Task data Start Marker

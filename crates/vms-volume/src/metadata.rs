//! Volume group model built from parsed LVM2 text metadata.

use serde::Serialize;
use vms_error::{Result, VmsError};

use crate::config::{ConfigSection, ConfigValue};

/// Upper bound on segments per logical volume.
const MAX_SEGMENTS: usize = 4096;

#[derive(Debug, Clone, PartialEq, Eq, Serialize)]
pub struct VolumeGroup {
    pub name: String,
    pub id: String,
    pub seqno: u64,
    /// Extent size in sectors.
    pub extent_size: u64,
    pub physical_volumes: Vec<PvMeta>,
    pub logical_volumes: Vec<LvMeta>,
}

#[derive(Debug, Clone, PartialEq, Eq, Serialize)]
pub struct PvMeta {
    /// Name local to the metadata (`pv0`), referenced by stripes.
    pub name: String,
    pub id: String,
    pub device_hint: Option<String>,
    /// First physical extent, in sectors from the start of the PV.
    pub pe_start: u64,
    pub pe_count: u64,
}

#[derive(Debug, Clone, PartialEq, Eq, Serialize)]
pub struct LvMeta {
    pub name: String,
    pub id: String,
    pub status: Vec<String>,
    pub segments: Vec<Segment>,
}

#[derive(Debug, Clone, PartialEq, Eq, Serialize)]
pub struct Segment {
    pub start_extent: u64,
    pub extent_count: u64,
    pub kind: SegmentKind,
}

#[derive(Debug, Clone, PartialEq, Eq, Serialize)]
pub struct Stripe {
    /// PV name, or the name of another LV in the same group.
    pub target: String,
    pub start_extent: u64,
}

#[derive(Debug, Clone, PartialEq, Eq, Serialize)]
#[serde(rename_all = "kebab-case")]
pub enum SegmentKind {
    Striped {
        /// Chunk size in sectors; only meaningful with more than one stripe.
        stripe_size: u64,
        stripes: Vec<Stripe>,
    },
    ThinPool {
        metadata: String,
        data: String,
        /// Data block size in sectors.
        chunk_size: u64,
        transaction_id: u64,
    },
    Thin {
        pool: String,
        device_id: u64,
    },
    Zero,
    Error,
    /// Recognised segment type that is not mapped (mirror, raid, cache...).
    Other(String),
}

impl SegmentKind {
    #[must_use]
    pub fn type_name(&self) -> &str {
        match self {
            Self::Striped { .. } => "striped",
            Self::ThinPool { .. } => "thin-pool",
            Self::Thin { .. } => "thin",
            Self::Zero => "zero",
            Self::Error => "error",
            Self::Other(name) => name,
        }
    }
}

impl LvMeta {
    /// Extents covered by the address space, gaps included.
    #[must_use]
    pub fn extent_span(&self) -> u64 {
        self.segments
            .iter()
            .map(|s| s.start_extent.saturating_add(s.extent_count))
            .max()
            .unwrap_or(0)
    }

    #[must_use]
    pub fn is_thin_pool(&self) -> bool {
        self.segments
            .iter()
            .any(|s| matches!(s.kind, SegmentKind::ThinPool { .. }))
    }

    /// Visible volumes carry the `VISIBLE` flag and are not pool internals.
    #[must_use]
    pub fn is_visible(&self) -> bool {
        let internal = ["_tmeta", "_tdata", "_pmspare"]
            .iter()
            .any(|suffix| self.name.ends_with(suffix));
        self.status.iter().any(|s| s == "VISIBLE") && !internal && !self.is_thin_pool()
    }
}

impl VolumeGroup {
    /// Find the volume group section in a parsed metadata root and decode it.
    pub fn from_config(root: &ConfigSection) -> Result<Self> {
        let (name, section) = root
            .sections()
            .find(|(_, s)| s.get("seqno").is_some() && s.get("id").is_some())
            .ok_or_else(|| VmsError::corruption("LVM metadata", "no volume group section"))?;
        let context = format!("volume group {name}");
        let extent_size = section.require_u64("extent_size", &context)?;
        if extent_size == 0 {
            return Err(VmsError::corruption(&context, "extent_size is zero"));
        }

        let mut physical_volumes = Vec::new();
        if let Some(pvs) = section.section("physical_volumes") {
            for (pv_name, pv) in pvs.sections() {
                let pv_context = format!("{context} pv {pv_name}");
                physical_volumes.push(PvMeta {
                    name: pv_name.to_owned(),
                    id: pv.require_str("id", &pv_context)?.to_owned(),
                    device_hint: pv.str("device").map(str::to_owned),
                    pe_start: pv.require_u64("pe_start", &pv_context)?,
                    pe_count: pv.require_u64("pe_count", &pv_context)?,
                });
            }
        }

        let mut logical_volumes = Vec::new();
        if let Some(lvs) = section.section("logical_volumes") {
            for (lv_name, lv) in lvs.sections() {
                logical_volumes.push(parse_lv(&context, lv_name, lv)?);
            }
        }

        Ok(Self {
            name: name.to_owned(),
            id: section.require_str("id", &context)?.to_owned(),
            seqno: section.require_u64("seqno", &context)?,
            extent_size,
            physical_volumes,
            logical_volumes,
        })
    }

    /// Extent size in bytes.
    #[must_use]
    pub fn extent_bytes(&self) -> u64 {
        self.extent_size * 512
    }

    #[must_use]
    pub fn pv(&self, name: &str) -> Option<&PvMeta> {
        self.physical_volumes.iter().find(|pv| pv.name == name)
    }

    #[must_use]
    pub fn lv(&self, name: &str) -> Option<&LvMeta> {
        self.logical_volumes.iter().find(|lv| lv.name == name)
    }
}

fn parse_lv(vg_context: &str, name: &str, lv: &ConfigSection) -> Result<LvMeta> {
    let context = format!("{vg_context} lv {name}");
    let mut segments = Vec::new();
    for (key, seg) in lv.sections() {
        if !key.starts_with("segment") {
            continue;
        }
        if segments.len() == MAX_SEGMENTS {
            return Err(VmsError::corruption(&context, "too many segments"));
        }
        segments.push(parse_segment(&format!("{context} {key}"), seg)?);
    }
    segments.sort_by_key(|s: &Segment| s.start_extent);
    for pair in segments.windows(2) {
        if pair[0].start_extent.saturating_add(pair[0].extent_count) > pair[1].start_extent {
            return Err(VmsError::corruption(
                &context,
                format!("segments overlap at extent {}", pair[1].start_extent),
            ));
        }
    }
    Ok(LvMeta {
        name: name.to_owned(),
        id: lv.require_str("id", &context)?.to_owned(),
        status: lv.str_list("status").into_iter().map(str::to_owned).collect(),
        segments,
    })
}

fn parse_segment(context: &str, seg: &ConfigSection) -> Result<Segment> {
    let start_extent = seg.require_u64("start_extent", context)?;
    let extent_count = seg.require_u64("extent_count", context)?;
    let kind = match seg.require_str("type", context)? {
        "striped" => {
            let stripe_count = seg.require_u64("stripe_count", context)?;
            let stripes = parse_stripes(context, seg)?;
            if stripes.is_empty() || stripes.len() as u64 != stripe_count {
                return Err(VmsError::corruption(
                    context,
                    format!("stripe_count {stripe_count} but {} stripes listed", stripes.len()),
                ));
            }
            if extent_count % stripe_count != 0 {
                return Err(VmsError::corruption(
                    context,
                    "extent_count is not a multiple of stripe_count",
                ));
            }
            let stripe_size = if stripe_count > 1 {
                let size = seg.require_u64("stripe_size", context)?;
                if size == 0 {
                    return Err(VmsError::corruption(context, "stripe_size is zero"));
                }
                size
            } else {
                seg.int("stripe_size").and_then(|v| u64::try_from(v).ok()).unwrap_or(0)
            };
            SegmentKind::Striped {
                stripe_size,
                stripes,
            }
        }
        "thin-pool" => SegmentKind::ThinPool {
            metadata: seg.require_str("metadata", context)?.to_owned(),
            data: seg.require_str("pool", context)?.to_owned(),
            chunk_size: seg.require_u64("chunk_size", context)?,
            transaction_id: seg.int("transaction_id").and_then(|v| u64::try_from(v).ok()).unwrap_or(0),
        },
        "thin" => SegmentKind::Thin {
            pool: seg.require_str("thin_pool", context)?.to_owned(),
            device_id: seg.require_u64("device_id", context)?,
        },
        "zero" => SegmentKind::Zero,
        "error" => SegmentKind::Error,
        other => SegmentKind::Other(other.to_owned()),
    };
    Ok(Segment {
        start_extent,
        extent_count,
        kind,
    })
}

/// `stripes = ["pv0", 0, "pv1", 0]`: target name, start extent pairs.
fn parse_stripes(context: &str, seg: &ConfigSection) -> Result<Vec<Stripe>> {
    let items = seg
        .get("stripes")
        .and_then(ConfigValue::as_array)
        .ok_or_else(|| VmsError::corruption(context, "missing `stripes` array"))?;
    if items.len() % 2 != 0 {
        return Err(VmsError::corruption(context, "`stripes` has an odd number of items"));
    }
    items
        .chunks(2)
        .map(|pair| {
            let target = pair[0]
                .as_str()
                .ok_or_else(|| VmsError::corruption(context, "stripe target is not a string"))?;
            let start = pair[1]
                .as_int()
                .and_then(|v| u64::try_from(v).ok())
                .ok_or_else(|| VmsError::corruption(context, "stripe start is not an extent"))?;
            Ok(Stripe {
                target: target.to_owned(),
                start_extent: start,
            })
        })
        .collect()
}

Task data End Marker

▶ [Exercise aim]: For each line in the data that holds "items", add one to a count, then report that count alone.

▶ [Output for this exercise]: 4